SparkME is a core version of SPARK, TC WORKS' real-time audio editing and processing application. SparkME goes beyond many common audio editors with its innovative user interface concept, featuring an integrated data base, play list and a lot of processing features, Schluenzen said.
SparkME includes features such as fast editing with unlimited undo, sample-accurate waveform display and VST Plug-In support, he added. The Play List section allows for the preparation of projects for CD and includes real-time crossfades and exporting of play lists in Roxio Toast format. Its QuickTime movie feature enables digital media production with frame accurate and stutter-free movie playback, including different sizes for the movie window, Schluenzen said.
All major audio file formats are supported, from AIFF to WAV and SDII and all file formats imported thru QuickTime, he added. Sample rates of up to 192 kHz and bit depths up to 32bit ensure not only full compatibility with DVD specs, but actually go beyond, Schluenzen said. The real-time sample rate conversion even enables monitoring playback and editing of files without requiring optional professional audio hardware.

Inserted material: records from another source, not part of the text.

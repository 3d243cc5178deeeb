use std::collections::HashMap;

use serde::ser::SerializeStruct;
use serde::{Serialize, Serializer};

use crate::{Cell, FrameError};

/// A column-ordered, row-major table of [`Cell`]s.
///
/// Column names are unique and non-empty, and every row holds exactly one
/// cell per column. Rows keep their insertion order.
#[derive(Debug, Clone, PartialEq)]
pub struct Frame {
    columns: Vec<String>,
    index: HashMap<String, usize>,
    rows: Vec<Vec<Cell>>,
}

impl Frame {
    /// Create an empty frame with the given column names.
    pub fn new<I, S>(columns: I) -> Result<Self, FrameError>
    where
        I: IntoIterator<Item = S>,
        S: Into<String>,
    {
        let columns: Vec<String> = columns.into_iter().map(Into::into).collect();
        let mut index = HashMap::with_capacity(columns.len());
        for (position, name) in columns.iter().enumerate() {
            if name.is_empty() {
                return Err(FrameError::EmptyColumnName);
            }
            if index.insert(name.clone(), position).is_some() {
                return Err(FrameError::DuplicateColumn { name: name.clone() });
            }
        }

        Ok(Self {
            columns,
            index,
            rows: Vec::new(),
        })
    }

    /// Append a row; its arity must match the column count.
    pub fn push_row<I>(&mut self, cells: I) -> Result<(), FrameError>
    where
        I: IntoIterator<Item = Cell>,
    {
        let cells: Vec<Cell> = cells.into_iter().collect();
        if cells.len() != self.columns.len() {
            return Err(FrameError::RowArityMismatch {
                expected: self.columns.len(),
                actual: cells.len(),
            });
        }
        self.rows.push(cells);
        Ok(())
    }

    /// Column names in declaration order.
    pub fn columns(&self) -> &[String] {
        &self.columns
    }

    /// Number of rows.
    pub fn len(&self) -> usize {
        self.rows.len()
    }

    pub fn is_empty(&self) -> bool {
        self.rows.is_empty()
    }

    /// Position of a column by name.
    pub fn column_index(&self, name: &str) -> Option<usize> {
        self.index.get(name).copied()
    }

    pub fn has_column(&self, name: &str) -> bool {
        self.index.contains_key(name)
    }

    /// Iterate rows as cell slices.
    pub fn rows(&self) -> impl Iterator<Item = &[Cell]> {
        self.rows.iter().map(Vec::as_slice)
    }

    /// Iterate rows with their cells mutable. Row arity stays fixed.
    pub fn rows_mut(&mut self) -> impl Iterator<Item = &mut [Cell]> {
        self.rows.iter_mut().map(Vec::as_mut_slice)
    }

    /// A cell by row position and column name.
    pub fn cell(&self, row: usize, column: &str) -> Option<&Cell> {
        let position = self.column_index(column)?;
        self.rows.get(row)?.get(position)
    }

    /// Borrow every row as a view.
    pub fn view(&self) -> FrameView<'_> {
        FrameView {
            frame: self,
            rows: self.rows.iter().map(Vec::as_slice).collect(),
        }
    }

    /// Rows whose `column` holds text equal to `needle`.
    ///
    /// Null and non-text cells never match; a missing column matches
    /// nothing.
    pub fn filter_text_eq(&self, column: &str, needle: &str) -> FrameView<'_> {
        self.filter(column, |cell| cell.as_text() == Some(needle))
    }

    /// Rows whose `column` holds text containing `needle`, compared
    /// case-insensitively.
    ///
    /// Null and non-text cells never match; a missing column matches
    /// nothing.
    pub fn filter_text_contains(&self, column: &str, needle: &str) -> FrameView<'_> {
        let needle = needle.to_lowercase();
        self.filter(column, |cell| {
            cell.as_text()
                .is_some_and(|text| text.to_lowercase().contains(&needle))
        })
    }

    fn filter(&self, column: &str, predicate: impl Fn(&Cell) -> bool) -> FrameView<'_> {
        let rows = match self.column_index(column) {
            Some(position) => self
                .rows
                .iter()
                .map(Vec::as_slice)
                .filter(|row| row.get(position).is_some_and(&predicate))
                .collect(),
            None => Vec::new(),
        };

        FrameView { frame: self, rows }
    }
}

impl Serialize for Frame {
    fn serialize<S>(&self, serializer: S) -> Result<S::Ok, S::Error>
    where
        S: Serializer,
    {
        serialize_table(
            serializer,
            "Frame",
            &self.columns,
            self.rows.iter().map(Vec::as_slice).collect(),
        )
    }
}

/// A borrowed selection of frame rows.
///
/// Views keep the parent frame's column order and resolve lookups through
/// it. They serialize like a standalone table, with a `row_count` field.
#[derive(Debug, Clone)]
pub struct FrameView<'a> {
    frame: &'a Frame,
    rows: Vec<&'a [Cell]>,
}

impl<'a> FrameView<'a> {
    /// Column names in declaration order.
    pub fn columns(&self) -> &'a [String] {
        self.frame.columns()
    }

    /// Number of selected rows.
    pub fn len(&self) -> usize {
        self.rows.len()
    }

    pub fn is_empty(&self) -> bool {
        self.rows.is_empty()
    }

    pub fn column_index(&self, name: &str) -> Option<usize> {
        self.frame.column_index(name)
    }

    /// Iterate the selected rows.
    pub fn rows(&self) -> impl Iterator<Item = &'a [Cell]> + '_ {
        self.rows.iter().copied()
    }

    /// A row by position within the view.
    pub fn row(&self, row: usize) -> Option<&'a [Cell]> {
        self.rows.get(row).copied()
    }

    /// A cell by view-row position and column name.
    pub fn cell(&self, row: usize, column: &str) -> Option<&'a Cell> {
        let position = self.frame.column_index(column)?;
        self.rows.get(row)?.get(position)
    }

    /// Copy the selected rows into an owned frame.
    pub fn to_frame(&self) -> Frame {
        Frame {
            columns: self.frame.columns.clone(),
            index: self.frame.index.clone(),
            rows: self.rows.iter().map(|row| row.to_vec()).collect(),
        }
    }
}

impl Serialize for FrameView<'_> {
    fn serialize<S>(&self, serializer: S) -> Result<S::Ok, S::Error>
    where
        S: Serializer,
    {
        serialize_table(serializer, "FrameView", self.frame.columns(), self.rows.clone())
    }
}

fn serialize_table<S>(
    serializer: S,
    name: &'static str,
    columns: &[String],
    rows: Vec<&[Cell]>,
) -> Result<S::Ok, S::Error>
where
    S: Serializer,
{
    let mut state = serializer.serialize_struct(name, 3)?;
    state.serialize_field("columns", columns)?;
    state.serialize_field("rows", &rows)?;
    state.serialize_field("row_count", &rows.len())?;
    state.end()
}

#[cfg(test)]
mod tests {
    use super::*;
    use serde_json::json;

    fn sample() -> Frame {
        let mut frame = Frame::new(["isin", "company_name", "issue_size"]).expect("frame");
        frame
            .push_row([
                Cell::text("INE001A07QW1"),
                Cell::text("Acme Infra Ltd"),
                Cell::Number(500.0),
            ])
            .expect("row");
        frame
            .push_row([Cell::text("INE002B08RX2"), Cell::Null, Cell::Number(125.0)])
            .expect("row");
        frame
            .push_row([
                Cell::text("INE001A07QW1"),
                Cell::text("ACME INFRA LTD"),
                Cell::Null,
            ])
            .expect("row");
        frame
    }

    #[test]
    fn rejects_empty_and_duplicate_columns() {
        assert_eq!(Frame::new(["isin", ""]), Err(FrameError::EmptyColumnName));
        assert_eq!(
            Frame::new(["isin", "isin"]),
            Err(FrameError::DuplicateColumn {
                name: "isin".to_string()
            })
        );
    }

    #[test]
    fn rejects_row_with_wrong_arity() {
        let mut frame = Frame::new(["a", "b"]).expect("frame");
        let error = frame.push_row([Cell::Null]).expect_err("arity");
        assert_eq!(
            error,
            FrameError::RowArityMismatch {
                expected: 2,
                actual: 1
            }
        );
        assert!(frame.is_empty());
    }

    #[test]
    fn looks_up_cells_by_name() {
        let frame = sample();
        assert_eq!(frame.cell(0, "company_name"), Some(&Cell::text("Acme Infra Ltd")));
        assert_eq!(frame.cell(1, "company_name"), Some(&Cell::Null));
        assert_eq!(frame.cell(0, "missing"), None);
        assert_eq!(frame.cell(9, "isin"), None);
    }

    #[test]
    fn view_covers_all_rows() {
        let frame = sample();
        let view = frame.view();
        assert_eq!(view.len(), 3);
        assert_eq!(view.columns(), frame.columns());
        assert_eq!(view.cell(2, "isin"), Some(&Cell::text("INE001A07QW1")));
    }

    #[test]
    fn filter_text_eq_matches_exact_text_only() {
        let frame = sample();
        let view = frame.filter_text_eq("isin", "INE001A07QW1");
        assert_eq!(view.len(), 2);

        // Numbers and nulls in the key column never match text.
        let view = frame.filter_text_eq("issue_size", "500");
        assert!(view.is_empty());
    }

    #[test]
    fn filter_text_contains_ignores_case_and_skips_nulls() {
        let frame = sample();
        let view = frame.filter_text_contains("company_name", "acme");
        assert_eq!(view.len(), 2);

        let view = frame.filter_text_contains("company_name", "infra ltd");
        assert_eq!(view.len(), 2);

        let view = frame.filter_text_contains("company_name", "nobody");
        assert!(view.is_empty());
    }

    #[test]
    fn missing_filter_column_matches_nothing() {
        let frame = sample();
        assert!(frame.filter_text_eq("absent", "x").is_empty());
        assert!(frame.filter_text_contains("absent", "x").is_empty());
    }

    #[test]
    fn to_frame_copies_selected_rows() {
        let frame = sample();
        let copied = frame.filter_text_eq("isin", "INE002B08RX2").to_frame();
        assert_eq!(copied.len(), 1);
        assert_eq!(copied.columns(), frame.columns());
        assert_eq!(copied.cell(0, "issue_size"), Some(&Cell::Number(125.0)));
    }

    #[test]
    fn serializes_with_row_count() {
        let mut frame = Frame::new(["isin"]).expect("frame");
        frame.push_row([Cell::text("INE001A07QW1")]).expect("row");

        let value = serde_json::to_value(frame.view()).expect("serialize");
        assert_eq!(
            value,
            json!({
                "columns": ["isin"],
                "rows": [["INE001A07QW1"]],
                "row_count": 1,
            })
        );
    }
}
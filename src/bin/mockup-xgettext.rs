// Copyright 2024 Google LLC
//
// Licensed under the Apache License, Version 2.0 (the "License");
// you may not use this file except in compliance with the License.
// You may obtain a copy of the License at
//
//      http://www.apache.org/licenses/LICENSE-2.0
//
// Unless required by applicable law or agreed to in writing, software
// distributed under the License is distributed on an "AS IS" BASIS,
// WITHOUT WARRANTIES OR CONDITIONS OF ANY KIND, either express or implied.
// See the License for the specific language governing permissions and
// limitations under the License.

//! Extract translatable text from mockup files.
//!
//! Scans one mockup file or a directory of mockup files and writes the
//! extracted strings as XML or JSON input for a translation-memory
//! system.

use std::path::PathBuf;

use anyhow::bail;
use clap::Parser;
use mockup_i18n_helpers::export::OutputExporter;
use mockup_i18n_helpers::{discover_mockup_files, ExtractOptions, Extractor};

/// Extract translatable text from mockup files.
#[derive(Parser)]
#[command(name = "mockup-xgettext", version, about)]
struct Cli {
    /// Mockup file to read, or a directory searched for mockup files
    /// (including its assets subdirectory).
    #[arg(short, long, default_value = ".")]
    input: PathBuf,

    /// File the generated output is written to.
    #[arg(short, long)]
    output: Option<PathBuf>,

    /// Write output in JSON format instead of XML.
    #[arg(long)]
    json: bool,

    /// Remove whitespace from the generated output.
    #[arg(short, long)]
    minified: bool,

    /// Do not generate output, just run extraction and the
    /// ignored-text check.
    #[arg(short, long)]
    check: bool,

    /// Wrap every extracted text in #TAG# markers to fake a
    /// translation for downstream smoke tests.
    #[arg(long, value_name = "TAG")]
    fake_translation: Option<String>,

    /// Continue past recoverable errors instead of aborting.
    #[arg(short, long)]
    force: bool,

    /// Increase output verbosity.
    #[arg(long)]
    verbose: bool,
}

fn main() -> anyhow::Result<()> {
    let cli = Cli::parse();
    env_logger::init_from_env(env_logger::Env::default().filter_or(
        "RUST_LOG",
        if cli.verbose { "debug" } else { "info" },
    ));

    if cli.output.is_none() && !cli.check {
        bail!("an output file is required unless running in check mode");
    }

    let mut extractor = Extractor::new(ExtractOptions {
        force: cli.force,
        fake_translation: cli.fake_translation.clone(),
    });
    for file in discover_mockup_files(&cli.input)? {
        extractor.extract_file(&file)?;
    }

    if cli.check {
        extractor.check_ignored_texts();
        return Ok(());
    }

    if let Some(output) = &cli.output {
        let exporter = OutputExporter::new(extractor.into_records());
        if cli.json {
            exporter.json_export(output, cli.minified)?;
        } else {
            exporter.xml_export(output, cli.minified)?;
        }
    }
    Ok(())
}
/// Separator between the options of a button bar. The normalizer
/// leaves `%2C` untouched, so it is matched percent-escaped.
const BUTTON_BAR_SEPARATOR: &str = "%2C";
/// Separator between the options of a combo box. The normalizer has
/// already turned the `%0A` line breaks into `<br />` tags.
const COMBO_BOX_SEPARATOR: &str = "<br />";

/// Whether `identifier` marks its element as ignored. Matching is
/// case-insensitive.
pub fn is_ignore_tag(identifier: &str) -> bool {
    IGNORE_TAGS
        .iter()
        .any(|tag| identifier.eq_ignore_ascii_case(tag))
}

/// One extracted string.
#[derive(Debug, Clone)]
pub struct TextRecord {
    /// Unique key, from the mockup's `customID` property. Multi-value
    /// elements suffix it with the option text.
    pub identifier: String,
    /// Normalized display string.
    pub text: String,
    /// Originating mockup file, used for diagnostics and output
    /// grouping.
    pub source_file: String,
    /// Free-text annotation from the mockup's `customData` property.
    pub metadata: Option<String>,
    /// Position within a multi-value element such as a button bar.
    pub index: Option<usize>,
}

impl PartialEq for TextRecord {
    // The source file is excluded on purpose: the same string extracted
    // from two files counts as one record.
    fn eq(&self, other: &Self) -> bool {
        self.identifier == other.identifier
            && self.text == other.text
            && self.metadata == other.metadata
            && self.index == other.index
    }
}

/// Options controlling an extraction run.
#[derive(Debug, Clone, Default)]
pub struct ExtractOptions {
    /// Continue past recoverable errors instead of aborting.
    pub force: bool,
    /// Wrap every extracted text in `#TAG#` markers to simulate a
    /// translation for downstream smoke tests.
    pub fake_translation: Option<String>,
}

/// Accumulates extracted records over one or more mockup files.
///
/// The two sequences are disjoint: `kept` holds records destined for
/// the export, `ignored` holds records whose identifier matched an
/// ignore sentinel. Records are never mutated after insertion.
#[derive(Debug, Default)]
pub struct Extractor {
    options: ExtractOptions,
    kept: Vec<TextRecord>,
    ignored: Vec<TextRecord>,
}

SparkME has been written to take advantage of the new technologies introduced with Mac OS X, like CoreAudio. CoreAudio code produces measurably less latency than other operating systems when running multiple applications.
SparkME for X is available now as a free download from the TC Works Web site. To use it, you'll need a Power Mac G3 or G4 running Mac OS X 10.1 or higher (Mac OS 9.1 needs to be present for installation.)